* _What is being asked_
Below are the records; copy every line in them that holds the string "over".
^^^^^^^^
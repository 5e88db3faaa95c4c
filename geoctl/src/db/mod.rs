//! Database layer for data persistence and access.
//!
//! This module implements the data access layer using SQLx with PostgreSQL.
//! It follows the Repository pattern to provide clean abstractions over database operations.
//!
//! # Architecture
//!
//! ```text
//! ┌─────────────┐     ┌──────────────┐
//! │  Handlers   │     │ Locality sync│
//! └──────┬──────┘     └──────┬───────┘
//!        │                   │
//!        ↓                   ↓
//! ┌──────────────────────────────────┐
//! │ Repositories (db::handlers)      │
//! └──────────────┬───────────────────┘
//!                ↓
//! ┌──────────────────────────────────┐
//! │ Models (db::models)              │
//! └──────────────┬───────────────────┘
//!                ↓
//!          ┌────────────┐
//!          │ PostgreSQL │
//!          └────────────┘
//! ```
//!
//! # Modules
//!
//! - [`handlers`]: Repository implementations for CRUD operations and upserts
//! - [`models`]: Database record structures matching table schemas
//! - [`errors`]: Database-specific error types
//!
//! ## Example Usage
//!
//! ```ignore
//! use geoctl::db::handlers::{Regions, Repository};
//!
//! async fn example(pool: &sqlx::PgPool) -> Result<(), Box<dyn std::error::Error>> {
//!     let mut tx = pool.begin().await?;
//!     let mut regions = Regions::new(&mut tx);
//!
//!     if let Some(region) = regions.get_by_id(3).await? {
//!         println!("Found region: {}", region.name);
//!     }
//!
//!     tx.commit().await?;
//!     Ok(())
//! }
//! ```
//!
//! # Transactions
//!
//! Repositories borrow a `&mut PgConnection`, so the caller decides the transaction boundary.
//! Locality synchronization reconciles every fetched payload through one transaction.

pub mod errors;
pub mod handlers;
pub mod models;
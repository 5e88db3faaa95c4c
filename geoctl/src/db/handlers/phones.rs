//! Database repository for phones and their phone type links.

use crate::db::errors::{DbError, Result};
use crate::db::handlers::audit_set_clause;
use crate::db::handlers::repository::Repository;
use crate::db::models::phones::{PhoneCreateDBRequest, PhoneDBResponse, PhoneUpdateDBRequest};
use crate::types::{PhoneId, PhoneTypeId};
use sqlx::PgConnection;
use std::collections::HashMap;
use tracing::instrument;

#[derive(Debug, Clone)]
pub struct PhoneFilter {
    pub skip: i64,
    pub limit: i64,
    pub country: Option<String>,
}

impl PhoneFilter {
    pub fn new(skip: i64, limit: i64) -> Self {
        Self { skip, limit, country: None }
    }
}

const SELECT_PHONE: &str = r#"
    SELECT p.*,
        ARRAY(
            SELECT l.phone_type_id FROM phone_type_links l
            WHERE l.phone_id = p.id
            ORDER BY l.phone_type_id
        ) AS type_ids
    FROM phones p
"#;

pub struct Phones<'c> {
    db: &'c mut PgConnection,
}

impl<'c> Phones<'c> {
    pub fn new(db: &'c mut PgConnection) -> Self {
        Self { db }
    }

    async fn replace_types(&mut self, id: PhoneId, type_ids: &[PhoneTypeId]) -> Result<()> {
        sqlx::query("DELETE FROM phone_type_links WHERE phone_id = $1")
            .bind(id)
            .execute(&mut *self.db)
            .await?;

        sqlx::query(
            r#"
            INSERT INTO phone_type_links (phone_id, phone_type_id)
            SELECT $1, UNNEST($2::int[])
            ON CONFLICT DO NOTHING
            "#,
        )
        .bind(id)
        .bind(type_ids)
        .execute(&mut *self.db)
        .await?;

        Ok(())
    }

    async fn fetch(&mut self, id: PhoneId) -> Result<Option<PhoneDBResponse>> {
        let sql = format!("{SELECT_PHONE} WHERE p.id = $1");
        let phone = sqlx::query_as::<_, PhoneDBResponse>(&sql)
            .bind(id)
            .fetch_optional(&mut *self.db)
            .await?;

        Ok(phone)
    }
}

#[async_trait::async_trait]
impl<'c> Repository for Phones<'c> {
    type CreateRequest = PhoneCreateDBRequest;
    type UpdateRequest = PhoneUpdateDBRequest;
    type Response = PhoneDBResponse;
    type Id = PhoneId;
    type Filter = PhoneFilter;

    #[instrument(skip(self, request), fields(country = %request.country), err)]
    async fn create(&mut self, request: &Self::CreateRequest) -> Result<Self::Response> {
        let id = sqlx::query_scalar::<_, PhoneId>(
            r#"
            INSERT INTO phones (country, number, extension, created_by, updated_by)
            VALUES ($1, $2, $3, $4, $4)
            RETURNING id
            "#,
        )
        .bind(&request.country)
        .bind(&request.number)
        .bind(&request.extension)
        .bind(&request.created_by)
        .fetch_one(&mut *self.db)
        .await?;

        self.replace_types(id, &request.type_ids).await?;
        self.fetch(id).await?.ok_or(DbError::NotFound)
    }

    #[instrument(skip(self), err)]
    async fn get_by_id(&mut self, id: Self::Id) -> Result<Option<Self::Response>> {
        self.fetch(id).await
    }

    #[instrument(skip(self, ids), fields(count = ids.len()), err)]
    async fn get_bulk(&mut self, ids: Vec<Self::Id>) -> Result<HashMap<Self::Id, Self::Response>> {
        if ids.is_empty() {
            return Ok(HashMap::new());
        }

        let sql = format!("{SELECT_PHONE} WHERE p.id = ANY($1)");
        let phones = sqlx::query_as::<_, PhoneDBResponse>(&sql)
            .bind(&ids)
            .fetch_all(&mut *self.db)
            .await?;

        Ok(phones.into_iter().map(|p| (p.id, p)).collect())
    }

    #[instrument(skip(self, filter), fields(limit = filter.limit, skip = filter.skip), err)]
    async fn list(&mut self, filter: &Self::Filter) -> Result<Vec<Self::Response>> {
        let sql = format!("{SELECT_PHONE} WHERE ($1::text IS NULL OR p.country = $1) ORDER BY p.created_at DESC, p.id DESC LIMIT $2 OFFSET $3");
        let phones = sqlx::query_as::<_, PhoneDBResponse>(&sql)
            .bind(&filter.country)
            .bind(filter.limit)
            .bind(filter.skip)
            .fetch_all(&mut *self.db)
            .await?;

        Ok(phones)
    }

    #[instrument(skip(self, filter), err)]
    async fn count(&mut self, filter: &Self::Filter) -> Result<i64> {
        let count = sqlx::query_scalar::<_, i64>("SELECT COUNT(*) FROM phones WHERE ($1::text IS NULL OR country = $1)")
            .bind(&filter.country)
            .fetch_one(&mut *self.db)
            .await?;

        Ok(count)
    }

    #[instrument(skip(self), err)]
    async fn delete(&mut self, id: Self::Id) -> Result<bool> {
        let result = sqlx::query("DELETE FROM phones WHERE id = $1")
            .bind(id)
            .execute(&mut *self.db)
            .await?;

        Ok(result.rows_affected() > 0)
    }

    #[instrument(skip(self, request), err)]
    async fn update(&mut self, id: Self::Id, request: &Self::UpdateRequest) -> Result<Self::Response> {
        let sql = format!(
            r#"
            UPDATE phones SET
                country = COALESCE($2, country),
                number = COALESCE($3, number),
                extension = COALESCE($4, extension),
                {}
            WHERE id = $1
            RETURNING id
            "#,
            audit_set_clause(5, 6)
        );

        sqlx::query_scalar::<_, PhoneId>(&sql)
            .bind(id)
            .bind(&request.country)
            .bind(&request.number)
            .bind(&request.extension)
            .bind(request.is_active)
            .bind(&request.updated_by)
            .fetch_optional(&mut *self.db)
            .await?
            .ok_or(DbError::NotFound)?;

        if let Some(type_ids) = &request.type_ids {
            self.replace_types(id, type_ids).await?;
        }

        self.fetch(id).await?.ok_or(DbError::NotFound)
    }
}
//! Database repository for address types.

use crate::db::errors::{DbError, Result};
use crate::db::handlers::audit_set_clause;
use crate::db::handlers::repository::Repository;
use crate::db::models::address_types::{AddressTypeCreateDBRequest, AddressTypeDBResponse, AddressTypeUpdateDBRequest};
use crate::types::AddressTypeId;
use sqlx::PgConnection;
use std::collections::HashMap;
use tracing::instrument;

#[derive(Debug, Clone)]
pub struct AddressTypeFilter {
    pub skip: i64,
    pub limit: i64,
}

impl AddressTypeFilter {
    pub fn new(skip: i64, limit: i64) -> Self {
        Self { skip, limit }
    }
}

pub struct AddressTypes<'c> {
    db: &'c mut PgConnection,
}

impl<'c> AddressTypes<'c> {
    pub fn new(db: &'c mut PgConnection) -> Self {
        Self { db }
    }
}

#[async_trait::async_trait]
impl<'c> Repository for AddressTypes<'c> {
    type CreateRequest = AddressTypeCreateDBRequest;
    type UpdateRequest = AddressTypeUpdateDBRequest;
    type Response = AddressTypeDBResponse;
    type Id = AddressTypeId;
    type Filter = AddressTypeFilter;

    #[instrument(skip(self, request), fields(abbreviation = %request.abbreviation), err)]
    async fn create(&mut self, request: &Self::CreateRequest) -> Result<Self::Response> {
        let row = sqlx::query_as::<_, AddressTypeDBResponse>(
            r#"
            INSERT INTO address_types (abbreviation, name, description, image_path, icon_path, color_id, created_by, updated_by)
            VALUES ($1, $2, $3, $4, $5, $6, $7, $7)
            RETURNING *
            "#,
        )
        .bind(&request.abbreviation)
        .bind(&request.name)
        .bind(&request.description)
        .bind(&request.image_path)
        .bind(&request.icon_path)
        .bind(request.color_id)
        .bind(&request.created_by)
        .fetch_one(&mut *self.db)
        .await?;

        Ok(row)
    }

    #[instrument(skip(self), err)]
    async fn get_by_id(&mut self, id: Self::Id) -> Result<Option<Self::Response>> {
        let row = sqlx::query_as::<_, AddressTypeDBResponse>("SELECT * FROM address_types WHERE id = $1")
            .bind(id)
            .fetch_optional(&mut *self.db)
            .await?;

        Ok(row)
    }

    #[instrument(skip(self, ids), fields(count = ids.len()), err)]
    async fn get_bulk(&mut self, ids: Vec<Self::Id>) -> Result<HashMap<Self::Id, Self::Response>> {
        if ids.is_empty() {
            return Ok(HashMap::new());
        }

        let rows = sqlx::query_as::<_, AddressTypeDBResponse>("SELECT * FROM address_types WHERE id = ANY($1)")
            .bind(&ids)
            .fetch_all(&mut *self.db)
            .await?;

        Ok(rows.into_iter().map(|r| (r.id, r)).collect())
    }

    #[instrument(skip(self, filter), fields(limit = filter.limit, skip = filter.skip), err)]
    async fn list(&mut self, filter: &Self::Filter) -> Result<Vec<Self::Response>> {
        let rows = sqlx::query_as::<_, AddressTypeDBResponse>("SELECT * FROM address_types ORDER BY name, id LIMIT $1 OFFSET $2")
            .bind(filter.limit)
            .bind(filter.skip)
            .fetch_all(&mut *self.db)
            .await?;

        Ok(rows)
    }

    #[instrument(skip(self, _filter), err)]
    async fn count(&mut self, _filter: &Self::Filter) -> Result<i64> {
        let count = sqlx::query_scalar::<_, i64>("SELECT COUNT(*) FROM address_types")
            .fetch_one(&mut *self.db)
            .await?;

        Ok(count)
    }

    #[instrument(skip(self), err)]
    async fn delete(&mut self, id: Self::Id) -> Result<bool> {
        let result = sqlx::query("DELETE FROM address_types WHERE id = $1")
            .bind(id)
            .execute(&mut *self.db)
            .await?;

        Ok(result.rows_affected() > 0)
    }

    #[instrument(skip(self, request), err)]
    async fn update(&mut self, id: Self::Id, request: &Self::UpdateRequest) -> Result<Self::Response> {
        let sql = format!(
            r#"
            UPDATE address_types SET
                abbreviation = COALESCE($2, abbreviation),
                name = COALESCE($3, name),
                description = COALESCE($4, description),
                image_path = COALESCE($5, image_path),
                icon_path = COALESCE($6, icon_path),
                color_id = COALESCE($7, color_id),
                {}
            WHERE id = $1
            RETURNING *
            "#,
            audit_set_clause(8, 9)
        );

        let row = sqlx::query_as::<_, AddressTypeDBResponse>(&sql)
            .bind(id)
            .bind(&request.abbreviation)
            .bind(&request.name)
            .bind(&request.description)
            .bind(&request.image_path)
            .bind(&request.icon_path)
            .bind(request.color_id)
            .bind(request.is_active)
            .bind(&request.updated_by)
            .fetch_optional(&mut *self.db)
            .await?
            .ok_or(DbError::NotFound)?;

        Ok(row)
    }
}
^^^^^^^^
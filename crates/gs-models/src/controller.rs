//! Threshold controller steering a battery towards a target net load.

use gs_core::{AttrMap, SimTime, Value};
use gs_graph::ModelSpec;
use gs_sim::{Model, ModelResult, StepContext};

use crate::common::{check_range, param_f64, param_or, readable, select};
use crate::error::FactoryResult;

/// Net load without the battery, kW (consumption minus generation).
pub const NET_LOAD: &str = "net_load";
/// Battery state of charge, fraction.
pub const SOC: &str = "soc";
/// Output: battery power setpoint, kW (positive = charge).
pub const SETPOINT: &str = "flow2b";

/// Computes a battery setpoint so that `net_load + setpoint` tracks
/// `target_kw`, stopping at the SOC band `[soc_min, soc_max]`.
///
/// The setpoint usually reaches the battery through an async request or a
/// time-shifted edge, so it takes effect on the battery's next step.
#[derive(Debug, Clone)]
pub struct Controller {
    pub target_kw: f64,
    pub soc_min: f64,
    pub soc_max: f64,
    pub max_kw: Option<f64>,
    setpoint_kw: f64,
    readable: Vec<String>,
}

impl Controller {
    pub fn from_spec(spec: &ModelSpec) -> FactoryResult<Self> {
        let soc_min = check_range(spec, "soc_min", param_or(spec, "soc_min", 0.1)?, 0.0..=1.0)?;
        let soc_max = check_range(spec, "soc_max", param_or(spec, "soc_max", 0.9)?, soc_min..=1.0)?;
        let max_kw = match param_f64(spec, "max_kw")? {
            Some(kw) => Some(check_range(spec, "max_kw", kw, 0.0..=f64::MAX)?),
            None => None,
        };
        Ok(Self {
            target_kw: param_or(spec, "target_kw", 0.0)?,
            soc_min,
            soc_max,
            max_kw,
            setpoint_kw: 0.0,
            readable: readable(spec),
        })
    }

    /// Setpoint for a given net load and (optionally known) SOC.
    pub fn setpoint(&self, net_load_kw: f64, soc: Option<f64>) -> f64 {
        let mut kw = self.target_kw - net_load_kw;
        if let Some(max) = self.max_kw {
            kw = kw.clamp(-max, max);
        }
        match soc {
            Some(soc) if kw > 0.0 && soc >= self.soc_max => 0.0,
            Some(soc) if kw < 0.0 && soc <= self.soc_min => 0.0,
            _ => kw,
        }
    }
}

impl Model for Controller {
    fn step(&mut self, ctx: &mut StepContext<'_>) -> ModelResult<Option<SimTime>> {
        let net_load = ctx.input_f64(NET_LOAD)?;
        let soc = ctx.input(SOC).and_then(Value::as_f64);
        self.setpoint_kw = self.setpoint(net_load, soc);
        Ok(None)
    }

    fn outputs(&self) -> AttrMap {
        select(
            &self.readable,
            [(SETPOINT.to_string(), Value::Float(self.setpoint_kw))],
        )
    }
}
^^^^^^^^
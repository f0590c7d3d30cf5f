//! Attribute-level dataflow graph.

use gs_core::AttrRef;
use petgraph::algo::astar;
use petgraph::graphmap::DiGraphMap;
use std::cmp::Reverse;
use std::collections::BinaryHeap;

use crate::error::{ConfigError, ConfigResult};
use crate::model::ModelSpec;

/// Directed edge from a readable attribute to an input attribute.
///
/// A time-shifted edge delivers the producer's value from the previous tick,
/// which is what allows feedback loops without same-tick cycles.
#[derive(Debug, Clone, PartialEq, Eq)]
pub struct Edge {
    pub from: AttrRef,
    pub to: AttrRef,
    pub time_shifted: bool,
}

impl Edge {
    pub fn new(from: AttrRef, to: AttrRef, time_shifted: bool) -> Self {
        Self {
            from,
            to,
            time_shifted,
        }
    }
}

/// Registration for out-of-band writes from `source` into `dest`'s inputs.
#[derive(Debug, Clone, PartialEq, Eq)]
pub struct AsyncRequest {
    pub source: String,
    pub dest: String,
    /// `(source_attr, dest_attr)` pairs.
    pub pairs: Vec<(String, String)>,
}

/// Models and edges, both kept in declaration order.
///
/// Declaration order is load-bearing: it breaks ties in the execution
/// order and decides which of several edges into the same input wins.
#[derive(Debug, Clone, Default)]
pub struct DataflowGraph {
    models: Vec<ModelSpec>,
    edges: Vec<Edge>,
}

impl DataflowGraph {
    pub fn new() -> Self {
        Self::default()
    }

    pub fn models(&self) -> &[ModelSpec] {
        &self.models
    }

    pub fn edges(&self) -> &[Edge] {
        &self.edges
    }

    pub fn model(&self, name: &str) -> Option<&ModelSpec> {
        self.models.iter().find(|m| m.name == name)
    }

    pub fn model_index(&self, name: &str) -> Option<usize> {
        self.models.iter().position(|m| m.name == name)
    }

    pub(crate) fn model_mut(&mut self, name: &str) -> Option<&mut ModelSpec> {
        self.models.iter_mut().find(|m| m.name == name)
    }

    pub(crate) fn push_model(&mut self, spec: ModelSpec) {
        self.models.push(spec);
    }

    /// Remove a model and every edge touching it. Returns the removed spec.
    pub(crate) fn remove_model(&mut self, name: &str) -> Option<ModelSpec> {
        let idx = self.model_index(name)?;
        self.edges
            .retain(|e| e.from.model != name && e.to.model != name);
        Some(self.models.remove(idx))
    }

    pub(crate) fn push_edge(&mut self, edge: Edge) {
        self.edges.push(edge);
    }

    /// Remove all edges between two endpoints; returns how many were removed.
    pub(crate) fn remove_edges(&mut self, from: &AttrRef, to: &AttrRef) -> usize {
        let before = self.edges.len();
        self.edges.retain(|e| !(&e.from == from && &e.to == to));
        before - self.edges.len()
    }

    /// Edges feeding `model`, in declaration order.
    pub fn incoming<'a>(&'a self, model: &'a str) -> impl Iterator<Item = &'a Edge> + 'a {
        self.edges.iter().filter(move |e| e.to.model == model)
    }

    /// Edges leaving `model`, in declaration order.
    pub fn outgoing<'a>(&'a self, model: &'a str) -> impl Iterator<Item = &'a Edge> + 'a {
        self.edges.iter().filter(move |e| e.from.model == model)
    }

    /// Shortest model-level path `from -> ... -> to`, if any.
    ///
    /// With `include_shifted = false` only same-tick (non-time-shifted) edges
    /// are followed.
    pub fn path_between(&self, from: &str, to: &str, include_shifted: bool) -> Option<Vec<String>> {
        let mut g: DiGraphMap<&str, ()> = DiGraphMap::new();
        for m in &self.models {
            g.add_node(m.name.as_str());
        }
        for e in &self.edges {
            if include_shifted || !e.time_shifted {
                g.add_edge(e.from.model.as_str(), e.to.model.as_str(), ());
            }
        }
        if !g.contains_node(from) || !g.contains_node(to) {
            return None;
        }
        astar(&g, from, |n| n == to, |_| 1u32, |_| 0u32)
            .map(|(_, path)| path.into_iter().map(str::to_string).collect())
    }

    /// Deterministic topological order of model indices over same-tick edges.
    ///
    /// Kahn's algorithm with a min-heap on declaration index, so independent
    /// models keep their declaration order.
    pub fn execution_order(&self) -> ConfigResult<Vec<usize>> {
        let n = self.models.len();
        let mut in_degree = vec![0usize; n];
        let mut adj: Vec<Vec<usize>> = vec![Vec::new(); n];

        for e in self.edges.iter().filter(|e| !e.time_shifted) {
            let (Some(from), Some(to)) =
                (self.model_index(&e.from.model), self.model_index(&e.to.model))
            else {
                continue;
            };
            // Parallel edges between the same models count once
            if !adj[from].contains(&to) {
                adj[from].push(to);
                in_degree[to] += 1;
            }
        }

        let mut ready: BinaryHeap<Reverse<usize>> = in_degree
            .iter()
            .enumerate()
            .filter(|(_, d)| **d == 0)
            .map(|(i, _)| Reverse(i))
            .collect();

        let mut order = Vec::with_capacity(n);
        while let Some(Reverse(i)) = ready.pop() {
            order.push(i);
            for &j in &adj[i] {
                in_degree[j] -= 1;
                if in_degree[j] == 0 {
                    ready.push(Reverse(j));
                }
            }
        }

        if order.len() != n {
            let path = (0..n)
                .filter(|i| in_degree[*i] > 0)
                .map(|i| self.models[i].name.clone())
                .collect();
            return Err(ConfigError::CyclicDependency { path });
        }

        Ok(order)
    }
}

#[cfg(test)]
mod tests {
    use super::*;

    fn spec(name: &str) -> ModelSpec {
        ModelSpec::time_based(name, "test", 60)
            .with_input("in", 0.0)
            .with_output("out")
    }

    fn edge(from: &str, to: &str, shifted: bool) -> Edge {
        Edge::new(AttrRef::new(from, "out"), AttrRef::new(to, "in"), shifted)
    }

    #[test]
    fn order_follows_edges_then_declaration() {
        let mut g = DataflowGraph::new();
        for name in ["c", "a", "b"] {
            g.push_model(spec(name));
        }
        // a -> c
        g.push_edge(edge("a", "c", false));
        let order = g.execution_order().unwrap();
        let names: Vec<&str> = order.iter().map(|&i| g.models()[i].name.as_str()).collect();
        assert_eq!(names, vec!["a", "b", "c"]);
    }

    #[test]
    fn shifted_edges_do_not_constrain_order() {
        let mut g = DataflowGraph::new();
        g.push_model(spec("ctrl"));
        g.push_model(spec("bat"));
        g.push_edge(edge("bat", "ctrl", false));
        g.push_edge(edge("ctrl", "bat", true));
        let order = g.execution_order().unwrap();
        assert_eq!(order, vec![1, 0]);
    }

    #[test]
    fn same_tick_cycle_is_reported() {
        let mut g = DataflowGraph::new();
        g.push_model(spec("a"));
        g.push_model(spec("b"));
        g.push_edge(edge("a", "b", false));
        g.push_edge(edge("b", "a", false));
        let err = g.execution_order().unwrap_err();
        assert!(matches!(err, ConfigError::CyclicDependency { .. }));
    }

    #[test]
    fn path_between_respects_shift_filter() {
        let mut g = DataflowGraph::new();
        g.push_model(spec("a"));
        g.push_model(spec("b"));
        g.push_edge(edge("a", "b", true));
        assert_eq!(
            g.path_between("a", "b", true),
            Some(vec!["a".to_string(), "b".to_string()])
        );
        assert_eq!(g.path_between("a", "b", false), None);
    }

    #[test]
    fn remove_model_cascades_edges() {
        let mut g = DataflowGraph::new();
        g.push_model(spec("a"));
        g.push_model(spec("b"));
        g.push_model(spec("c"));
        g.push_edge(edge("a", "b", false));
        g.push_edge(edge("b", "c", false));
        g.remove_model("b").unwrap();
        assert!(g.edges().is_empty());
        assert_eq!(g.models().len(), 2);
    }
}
^^^^^^^^
* _Finished exercise_
//! It follows the Repository pattern to provide clean abstractions over database operations.
    /// Deterministic topological order of model indices over same-tick edges.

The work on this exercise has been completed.